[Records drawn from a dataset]

============================================================

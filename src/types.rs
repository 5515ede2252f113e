//! Basic type definitions for the hub
//!
//! Provides newtype wrappers for type safety:
//! - `UserId`: authenticated user identity, opaque to the hub
//! - `ConnectionId`: UUID-based identifier of one physical connection

use serde::{Deserialize, Serialize};
use uuid::Uuid;

/// Authenticated user identity (newtype pattern)
///
/// Issued by the identity provider and trusted as-is. Ordered so that
/// presence snapshots come out in a stable order.
#[derive(Debug, Clone, PartialEq, Eq, Hash, PartialOrd, Ord, Serialize, Deserialize)]
#[serde(transparent)]
pub struct UserId(pub String);

impl UserId {
    pub fn new(id: impl Into<String>) -> Self {
        Self(id.into())
    }

    pub fn as_str(&self) -> &str {
        &self.0
    }

    pub fn is_empty(&self) -> bool {
        self.0.trim().is_empty()
    }
}

impl std::fmt::Display for UserId {
    fn fmt(&self, f: &mut std::fmt::Formatter<'_>) -> std::fmt::Result {
        write!(f, "{}", self.0)
    }
}

impl From<&str> for UserId {
    fn from(id: &str) -> Self {
        Self(id.to_string())
    }
}

/// Unique identifier of one physical connection
///
/// A user that reconnects gets a fresh `ConnectionId`, which lets teardown
/// tell an old connection apart from the one that replaced it.
#[derive(Debug, Clone, Copy, PartialEq, Eq, Hash)]
pub struct ConnectionId(pub Uuid);

impl ConnectionId {
    /// Create a new random connection ID
    pub fn new() -> Self {
        Self(Uuid::new_v4())
    }
}

impl Default for ConnectionId {
    fn default() -> Self {
        Self::new()
    }
}

impl std::fmt::Display for ConnectionId {
    fn fmt(&self, f: &mut std::fmt::Formatter<'_>) -> std::fmt::Result {
        write!(f, "{}", self.0)
    }
}
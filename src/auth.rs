//! Identity/session provider
//!
//! Resolves the session token carried by an upgrade request to a user
//! identity. The hub trusts the result completely.

use std::collections::HashMap;
use std::sync::RwLock;

use chrono::{DateTime, Duration, Utc};
use tokio_tungstenite::tungstenite::handshake::server::Request;
use tokio_tungstenite::tungstenite::http::header;
use tracing::debug;
use uuid::Uuid;

use crate::error::AuthError;
use crate::types::UserId;

/// Cookie carrying the session token
pub const SESSION_COOKIE: &str = "session_token";

/// Query parameter fallback for clients that cannot set cookies
pub const TOKEN_PARAM: &str = "token";

/// Default session lifetime, in hours
pub const DEFAULT_SESSION_TTL_HOURS: i64 = 24;

/// Resolves a session token to an authenticated identity
///
/// Called from inside the WebSocket handshake, so implementations must not
/// block on I/O.
pub trait IdentityProvider: Send + Sync {
    fn identify(&self, token: &str) -> Option<UserId>;
}

#[derive(Debug, Clone)]
struct SessionEntry {
    user_id: UserId,
    expires_at: DateTime<Utc>,
}

/// In-memory session table: token -> (user, expiry)
#[derive(Debug, Default)]
pub struct SessionTable {
    sessions: RwLock<HashMap<String, SessionEntry>>,
}

impl SessionTable {
    pub fn new() -> Self {
        Self::default()
    }

    /// Build a table from `token -> user id` pairs, each valid for the default TTL
    pub fn from_pairs(pairs: HashMap<String, String>) -> Self {
        let table = Self::new();
        for (token, user_id) in pairs {
            table.insert(
                token,
                UserId::new(user_id),
                Duration::hours(DEFAULT_SESSION_TTL_HOURS),
            );
        }
        table
    }

    /// Issue a fresh session for `user_id`, returning its token
    pub fn issue(&self, user_id: UserId, ttl: Duration) -> String {
        let token = Uuid::new_v4().to_string();
        self.insert(token.clone(), user_id, ttl);
        token
    }

    /// Register a known token
    pub fn insert(&self, token: String, user_id: UserId, ttl: Duration) {
        let entry = SessionEntry {
            user_id,
            expires_at: Utc::now() + ttl,
        };
        self.write().insert(token, entry);
    }

    /// Remove a session. Returns whether it existed.
    pub fn revoke(&self, token: &str) -> bool {
        self.write().remove(token).is_some()
    }

    /// Drop every expired session, returning how many were removed
    pub fn purge_expired(&self) -> usize {
        let now = Utc::now();
        let mut sessions = self.write();
        let before = sessions.len();
        sessions.retain(|_, entry| entry.expires_at > now);
        before - sessions.len()
    }

    pub fn len(&self) -> usize {
        self.read().len()
    }

    pub fn is_empty(&self) -> bool {
        self.len() == 0
    }

    fn read(&self) -> std::sync::RwLockReadGuard<'_, HashMap<String, SessionEntry>> {
        self.sessions.read().unwrap_or_else(|e| e.into_inner())
    }

    fn write(&self) -> std::sync::RwLockWriteGuard<'_, HashMap<String, SessionEntry>> {
        self.sessions.write().unwrap_or_else(|e| e.into_inner())
    }
}

impl IdentityProvider for SessionTable {
    fn identify(&self, token: &str) -> Option<UserId> {
        let sessions = self.read();
        let entry = sessions.get(token)?;
        if entry.expires_at <= Utc::now() {
            debug!("Session for {} expired", entry.user_id);
            return None;
        }
        Some(entry.user_id.clone())
    }
}

/// Extract the session token from the `session_token` cookie, falling back
/// to the `token` query parameter
pub fn session_token(request: &Request) -> Option<String> {
    let from_cookie = request
        .headers()
        .get_all(header::COOKIE)
        .iter()
        .filter_map(|value| value.to_str().ok())
        .flat_map(|value| value.split(';'))
        .filter_map(|pair| pair.trim().split_once('='))
        .find(|(name, _)| *name == SESSION_COOKIE)
        .map(|(_, value)| value.to_string());

    from_cookie
        .or_else(|| {
            request
                .uri()
                .query()?
                .split('&')
                .filter_map(|pair| pair.split_once('='))
                .find(|(name, _)| *name == TOKEN_PARAM)
                .map(|(_, value)| value.to_string())
        })
        .filter(|token| !token.is_empty())
}

/// Authenticate an upgrade request
///
/// Checks the `Origin` header against `allowed_origin` when one is
/// configured, then resolves the session token.
pub fn authenticate(
    provider: &dyn IdentityProvider,
    allowed_origin: Option<&str>,
    request: &Request,
) -> Result<UserId, AuthError> {
    if let Some(allowed) = allowed_origin {
        let origin = request
            .headers()
            .get(header::ORIGIN)
            .and_then(|v| v.to_str().ok())
            .unwrap_or_default();
        if origin != allowed {
            return Err(AuthError::OriginNotAllowed(origin.to_string()));
        }
    }

    let token = session_token(request).ok_or(AuthError::MissingToken)?;
    provider.identify(&token).ok_or(AuthError::InvalidSession)
}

============================================================

# Activity:
Every entry above has to be returned exactly as written.

# Exercise answer:
filename src/types.rs
repository 5515ede2252f113e
//! Basic type definitions for the hub
//!
//! Provides newtype wrappers for type safety:
//! - `UserId`: authenticated user identity, opaque to the hub
//! - `ConnectionId`: UUID-based identifier of one physical connection

use serde::{Deserialize, Serialize};
use uuid::Uuid;

/// Authenticated user identity (newtype pattern)
///
/// Issued by the identity provider and trusted as-is. Ordered so that
/// presence snapshots come out in a stable order.
#[derive(Debug, Clone, PartialEq, Eq, Hash, PartialOrd, Ord, Serialize, Deserialize)]
#[serde(transparent)]
pub struct UserId(pub String);

impl UserId {
    pub fn new(id: impl Into<String>) -> Self {
        Self(id.into())
    }

    pub fn as_str(&self) -> &str {
        &self.0
    }

    pub fn is_empty(&self) -> bool {
        self.0.trim().is_empty()
    }
}

impl std::fmt::Display for UserId {
    fn fmt(&self, f: &mut std::fmt::Formatter<'_>) -> std::fmt::Result {
        write!(f, "{}", self.0)
    }
}

impl From<&str> for UserId {
    fn from(id: &str) -> Self {
        Self(id.to_string())
    }
}

/// Unique identifier of one physical connection
///
/// A user that reconnects gets a fresh `ConnectionId`, which lets teardown
/// tell an old connection apart from the one that replaced it.
#[derive(Debug, Clone, Copy, PartialEq, Eq, Hash)]
pub struct ConnectionId(pub Uuid);

impl ConnectionId {
    /// Create a new random connection ID
    pub fn new() -> Self {
        Self(Uuid::new_v4())
    }
}

impl Default for ConnectionId {
    fn default() -> Self {
        Self::new()
    }
}

impl std::fmt::Display for ConnectionId {
    fn fmt(&self, f: &mut std::fmt::Formatter<'_>) -> std::fmt::Result {
        write!(f, "{}", self.0)
    }
}
filename src/auth.rs
//! Identity/session provider
//!
//! Resolves the session token carried by an upgrade request to a user
//! identity. The hub trusts the result completely.

use std::collections::HashMap;
use std::sync::RwLock;

use chrono::{DateTime, Duration, Utc};
use tokio_tungstenite::tungstenite::handshake::server::Request;
use tokio_tungstenite::tungstenite::http::header;
use tracing::debug;
use uuid::Uuid;

use crate::error::AuthError;
use crate::types::UserId;

/// Cookie carrying the session token
pub const SESSION_COOKIE: &str = "session_token";

/// Query parameter fallback for clients that cannot set cookies
pub const TOKEN_PARAM: &str = "token";

/// Default session lifetime, in hours
pub const DEFAULT_SESSION_TTL_HOURS: i64 = 24;

/// Resolves a session token to an authenticated identity
///
/// Called from inside the WebSocket handshake, so implementations must not
/// block on I/O.
pub trait IdentityProvider: Send + Sync {
    fn identify(&self, token: &str) -> Option<UserId>;
}

#[derive(Debug, Clone)]
struct SessionEntry {
    user_id: UserId,
    expires_at: DateTime<Utc>,
}

/// In-memory session table: token -> (user, expiry)
#[derive(Debug, Default)]
pub struct SessionTable {
    sessions: RwLock<HashMap<String, SessionEntry>>,
}

impl SessionTable {
    pub fn new() -> Self {
        Self::default()
    }

    /// Build a table from `token -> user id` pairs, each valid for the default TTL
    pub fn from_pairs(pairs: HashMap<String, String>) -> Self {
        let table = Self::new();
        for (token, user_id) in pairs {
            table.insert(
                token,
                UserId::new(user_id),
                Duration::hours(DEFAULT_SESSION_TTL_HOURS),
            );
        }
        table
    }

    /// Issue a fresh session for `user_id`, returning its token
    pub fn issue(&self, user_id: UserId, ttl: Duration) -> String {
        let token = Uuid::new_v4().to_string();
        self.insert(token.clone(), user_id, ttl);
        token
    }

    /// Register a known token
    pub fn insert(&self, token: String, user_id: UserId, ttl: Duration) {
        let entry = SessionEntry {
            user_id,
            expires_at: Utc::now() + ttl,
        };
        self.write().insert(token, entry);
    }

    /// Remove a session. Returns whether it existed.
    pub fn revoke(&self, token: &str) -> bool {
        self.write().remove(token).is_some()
    }

    /// Drop every expired session, returning how many were removed
    pub fn purge_expired(&self) -> usize {
        let now = Utc::now();
        let mut sessions = self.write();
        let before = sessions.len();
        sessions.retain(|_, entry| entry.expires_at > now);
        before - sessions.len()
    }

    pub fn len(&self) -> usize {
        self.read().len()
    }

    pub fn is_empty(&self) -> bool {
        self.len() == 0
    }

    fn read(&self) -> std::sync::RwLockReadGuard<'_, HashMap<String, SessionEntry>> {
        self.sessions.read().unwrap_or_else(|e| e.into_inner())
    }

    fn write(&self) -> std::sync::RwLockWriteGuard<'_, HashMap<String, SessionEntry>> {
        self.sessions.write().unwrap_or_else(|e| e.into_inner())
    }
}

impl IdentityProvider for SessionTable {
    fn identify(&self, token: &str) -> Option<UserId> {
        let sessions = self.read();
        let entry = sessions.get(token)?;
        if entry.expires_at <= Utc::now() {
            debug!("Session for {} expired", entry.user_id);
            return None;
        }
        Some(entry.user_id.clone())
    }
}

/// Extract the session token from the `session_token` cookie, falling back
/// to the `token` query parameter
pub fn session_token(request: &Request) -> Option<String> {
    let from_cookie = request
        .headers()
        .get_all(header::COOKIE)
        .iter()
        .filter_map(|value| value.to_str().ok())
        .flat_map(|value| value.split(';'))
        .filter_map(|pair| pair.trim().split_once('='))
        .find(|(name, _)| *name == SESSION_COOKIE)
        .map(|(_, value)| value.to_string());

    from_cookie
        .or_else(|| {
            request
                .uri()
                .query()?
                .split('&')
                .filter_map(|pair| pair.split_once('='))
                .find(|(name, _)| *name == TOKEN_PARAM)
                .map(|(_, value)| value.to_string())
        })
        .filter(|token| !token.is_empty())
}

/// Authenticate an upgrade request
///
/// Checks the `Origin` header against `allowed_origin` when one is
/// configured, then resolves the session token.
pub fn authenticate(
    provider: &dyn IdentityProvider,
    allowed_origin: Option<&str>,
    request: &Request,
) -> Result<UserId, AuthError> {
    if let Some(allowed) = allowed_origin {
        let origin = request
            .headers()
            .get(header::ORIGIN)
            .and_then(|v| v.to_str().ok())
            .unwrap_or_default();
        if origin != allowed {
            return Err(AuthError::OriginNotAllowed(origin.to_string()));
        }
    }

    let token = session_token(request).ok_or(AuthError::MissingToken)?;
    provider.identify(&token).ok_or(AuthError::InvalidSession)
}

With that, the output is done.